YOUR GOAL
Output the data exactly, with every line intact.

Dataset entries:
==========
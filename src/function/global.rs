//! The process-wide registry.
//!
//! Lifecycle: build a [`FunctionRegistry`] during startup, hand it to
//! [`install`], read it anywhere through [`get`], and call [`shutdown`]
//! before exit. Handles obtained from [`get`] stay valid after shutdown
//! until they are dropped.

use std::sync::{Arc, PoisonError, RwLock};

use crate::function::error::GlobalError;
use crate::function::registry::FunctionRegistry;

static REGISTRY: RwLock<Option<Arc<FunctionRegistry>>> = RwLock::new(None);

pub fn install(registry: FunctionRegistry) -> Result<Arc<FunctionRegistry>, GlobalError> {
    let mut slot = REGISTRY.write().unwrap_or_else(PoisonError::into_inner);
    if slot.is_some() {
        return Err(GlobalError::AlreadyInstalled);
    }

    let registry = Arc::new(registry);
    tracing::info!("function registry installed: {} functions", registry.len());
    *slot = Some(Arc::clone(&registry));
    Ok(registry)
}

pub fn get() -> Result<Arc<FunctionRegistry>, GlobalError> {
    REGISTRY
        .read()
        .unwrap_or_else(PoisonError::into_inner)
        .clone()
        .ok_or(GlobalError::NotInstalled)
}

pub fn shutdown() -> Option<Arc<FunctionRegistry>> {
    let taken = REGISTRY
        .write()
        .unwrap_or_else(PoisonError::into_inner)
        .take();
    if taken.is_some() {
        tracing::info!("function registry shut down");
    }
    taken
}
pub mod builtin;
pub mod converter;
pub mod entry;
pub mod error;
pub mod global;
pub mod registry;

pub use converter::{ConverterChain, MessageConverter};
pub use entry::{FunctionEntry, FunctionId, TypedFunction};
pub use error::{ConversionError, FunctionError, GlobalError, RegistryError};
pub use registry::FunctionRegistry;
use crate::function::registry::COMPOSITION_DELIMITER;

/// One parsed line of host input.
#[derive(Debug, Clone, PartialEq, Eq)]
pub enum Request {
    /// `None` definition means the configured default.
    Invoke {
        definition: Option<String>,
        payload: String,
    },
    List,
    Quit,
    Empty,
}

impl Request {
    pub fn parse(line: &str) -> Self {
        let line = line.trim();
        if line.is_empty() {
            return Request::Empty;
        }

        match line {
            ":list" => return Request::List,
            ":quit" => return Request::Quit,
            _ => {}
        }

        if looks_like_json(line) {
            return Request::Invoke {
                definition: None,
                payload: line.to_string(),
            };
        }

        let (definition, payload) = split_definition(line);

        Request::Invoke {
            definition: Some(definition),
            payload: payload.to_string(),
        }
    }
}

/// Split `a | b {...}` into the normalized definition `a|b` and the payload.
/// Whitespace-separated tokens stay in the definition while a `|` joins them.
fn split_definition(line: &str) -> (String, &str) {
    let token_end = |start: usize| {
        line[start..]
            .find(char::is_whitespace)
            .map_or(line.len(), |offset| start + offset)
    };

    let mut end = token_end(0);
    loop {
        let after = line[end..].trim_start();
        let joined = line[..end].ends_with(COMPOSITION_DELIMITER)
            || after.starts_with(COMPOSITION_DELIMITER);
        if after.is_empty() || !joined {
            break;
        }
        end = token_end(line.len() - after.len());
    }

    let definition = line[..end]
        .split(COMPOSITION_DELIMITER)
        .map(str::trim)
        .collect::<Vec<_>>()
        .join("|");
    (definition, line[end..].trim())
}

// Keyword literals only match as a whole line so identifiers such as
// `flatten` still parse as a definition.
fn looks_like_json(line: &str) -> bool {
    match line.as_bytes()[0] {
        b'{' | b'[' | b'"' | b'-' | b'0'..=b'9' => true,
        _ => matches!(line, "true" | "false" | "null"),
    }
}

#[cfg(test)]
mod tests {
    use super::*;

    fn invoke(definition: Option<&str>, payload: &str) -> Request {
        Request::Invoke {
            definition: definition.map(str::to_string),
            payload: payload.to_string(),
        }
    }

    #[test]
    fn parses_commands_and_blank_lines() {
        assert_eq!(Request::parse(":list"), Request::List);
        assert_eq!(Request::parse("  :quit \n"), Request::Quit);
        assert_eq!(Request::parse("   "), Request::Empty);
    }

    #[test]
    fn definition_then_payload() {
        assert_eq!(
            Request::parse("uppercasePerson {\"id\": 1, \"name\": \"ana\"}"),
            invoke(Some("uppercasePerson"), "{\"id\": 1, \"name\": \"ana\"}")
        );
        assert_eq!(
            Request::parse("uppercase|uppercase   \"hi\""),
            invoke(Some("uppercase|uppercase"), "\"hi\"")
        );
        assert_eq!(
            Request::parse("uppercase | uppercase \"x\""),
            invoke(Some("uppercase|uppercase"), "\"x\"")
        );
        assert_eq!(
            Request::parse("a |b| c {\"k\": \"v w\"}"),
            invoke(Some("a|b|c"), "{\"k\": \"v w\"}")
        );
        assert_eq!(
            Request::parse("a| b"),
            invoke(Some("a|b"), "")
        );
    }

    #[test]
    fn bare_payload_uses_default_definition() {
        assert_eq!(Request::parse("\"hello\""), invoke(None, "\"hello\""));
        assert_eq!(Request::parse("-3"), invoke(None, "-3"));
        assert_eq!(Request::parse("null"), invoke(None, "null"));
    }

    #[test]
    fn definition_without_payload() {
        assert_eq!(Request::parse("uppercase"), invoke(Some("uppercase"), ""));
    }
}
==========
ANSWER TO THIS PROBLEM
filename src/function/global.rs
//! The process-wide registry.
//!
//! Lifecycle: build a [`FunctionRegistry`] during startup, hand it to
//! [`install`], read it anywhere through [`get`], and call [`shutdown`]
//! before exit. Handles obtained from [`get`] stay valid after shutdown
//! until they are dropped.

use std::sync::{Arc, PoisonError, RwLock};

use crate::function::error::GlobalError;
use crate::function::registry::FunctionRegistry;

static REGISTRY: RwLock<Option<Arc<FunctionRegistry>>> = RwLock::new(None);

pub fn install(registry: FunctionRegistry) -> Result<Arc<FunctionRegistry>, GlobalError> {
    let mut slot = REGISTRY.write().unwrap_or_else(PoisonError::into_inner);
    if slot.is_some() {
        return Err(GlobalError::AlreadyInstalled);
    }

    let registry = Arc::new(registry);
    tracing::info!("function registry installed: {} functions", registry.len());
    *slot = Some(Arc::clone(&registry));
    Ok(registry)
}

pub fn get() -> Result<Arc<FunctionRegistry>, GlobalError> {
    REGISTRY
        .read()
        .unwrap_or_else(PoisonError::into_inner)
        .clone()
        .ok_or(GlobalError::NotInstalled)
}

pub fn shutdown() -> Option<Arc<FunctionRegistry>> {
    let taken = REGISTRY
        .write()
        .unwrap_or_else(PoisonError::into_inner)
        .take();
    if taken.is_some() {
        tracing::info!("function registry shut down");
    }
    taken
}
pub mod builtin;
pub mod converter;
pub mod entry;
pub mod error;
pub mod global;
pub mod registry;

pub use converter::{ConverterChain, MessageConverter};
pub use entry::{FunctionEntry, FunctionId, TypedFunction};
pub use error::{ConversionError, FunctionError, GlobalError, RegistryError};
pub use registry::FunctionRegistry;
use crate::function::registry::COMPOSITION_DELIMITER;

/// One parsed line of host input.
#[derive(Debug, Clone, PartialEq, Eq)]
pub enum Request {
    /// `None` definition means the configured default.
    Invoke {
        definition: Option<String>,
        payload: String,
    },
    List,
    Quit,
    Empty,
}

impl Request {
    pub fn parse(line: &str) -> Self {
        let line = line.trim();
        if line.is_empty() {
            return Request::Empty;
        }

        match line {
            ":list" => return Request::List,
            ":quit" => return Request::Quit,
            _ => {}
        }

        if looks_like_json(line) {
            return Request::Invoke {
                definition: None,
                payload: line.to_string(),
            };
        }

        let (definition, payload) = split_definition(line);

        Request::Invoke {
            definition: Some(definition),
            payload: payload.to_string(),
        }
    }
}

/// Split `a | b {...}` into the normalized definition `a|b` and the payload.
/// Whitespace-separated tokens stay in the definition while a `|` joins them.
fn split_definition(line: &str) -> (String, &str) {
    let token_end = |start: usize| {
        line[start..]
            .find(char::is_whitespace)
            .map_or(line.len(), |offset| start + offset)
    };

    let mut end = token_end(0);
    loop {
        let after = line[end..].trim_start();
        let joined = line[..end].ends_with(COMPOSITION_DELIMITER)
            || after.starts_with(COMPOSITION_DELIMITER);
        if after.is_empty() || !joined {
            break;
        }
        end = token_end(line.len() - after.len());
    }

    let definition = line[..end]
        .split(COMPOSITION_DELIMITER)
        .map(str::trim)
        .collect::<Vec<_>>()
        .join("|");
    (definition, line[end..].trim())
}

// Keyword literals only match as a whole line so identifiers such as
// `flatten` still parse as a definition.
fn looks_like_json(line: &str) -> bool {
    match line.as_bytes()[0] {
        b'{' | b'[' | b'"' | b'-' | b'0'..=b'9' => true,
        _ => matches!(line, "true" | "false" | "null"),
    }
}

#[cfg(test)]
mod tests {
    use super::*;

    fn invoke(definition: Option<&str>, payload: &str) -> Request {
        Request::Invoke {
            definition: definition.map(str::to_string),
            payload: payload.to_string(),
        }
    }

    #[test]
    fn parses_commands_and_blank_lines() {
        assert_eq!(Request::parse(":list"), Request::List);
        assert_eq!(Request::parse("  :quit \n"), Request::Quit);
        assert_eq!(Request::parse("   "), Request::Empty);
    }

    #[test]
    fn definition_then_payload() {
        assert_eq!(
            Request::parse("uppercasePerson {\"id\": 1, \"name\": \"ana\"}"),
            invoke(Some("uppercasePerson"), "{\"id\": 1, \"name\": \"ana\"}")
        );
        assert_eq!(
            Request::parse("uppercase|uppercase   \"hi\""),
            invoke(Some("uppercase|uppercase"), "\"hi\"")
        );
        assert_eq!(
            Request::parse("uppercase | uppercase \"x\""),
            invoke(Some("uppercase|uppercase"), "\"x\"")
        );
        assert_eq!(
            Request::parse("a |b| c {\"k\": \"v w\"}"),
            invoke(Some("a|b|c"), "{\"k\": \"v w\"}")
        );
        assert_eq!(
            Request::parse("a| b"),
            invoke(Some("a|b"), "")
        );
    }

    #[test]
    fn bare_payload_uses_default_definition() {
        assert_eq!(Request::parse("\"hello\""), invoke(None, "\"hello\""));
        assert_eq!(Request::parse("-3"), invoke(None, "-3"));
        assert_eq!(Request::parse("null"), invoke(None, "null"));
    }

    #[test]
    fn definition_without_payload() {
        assert_eq!(Request::parse("uppercase"), invoke(Some("uppercase"), ""));
    }
}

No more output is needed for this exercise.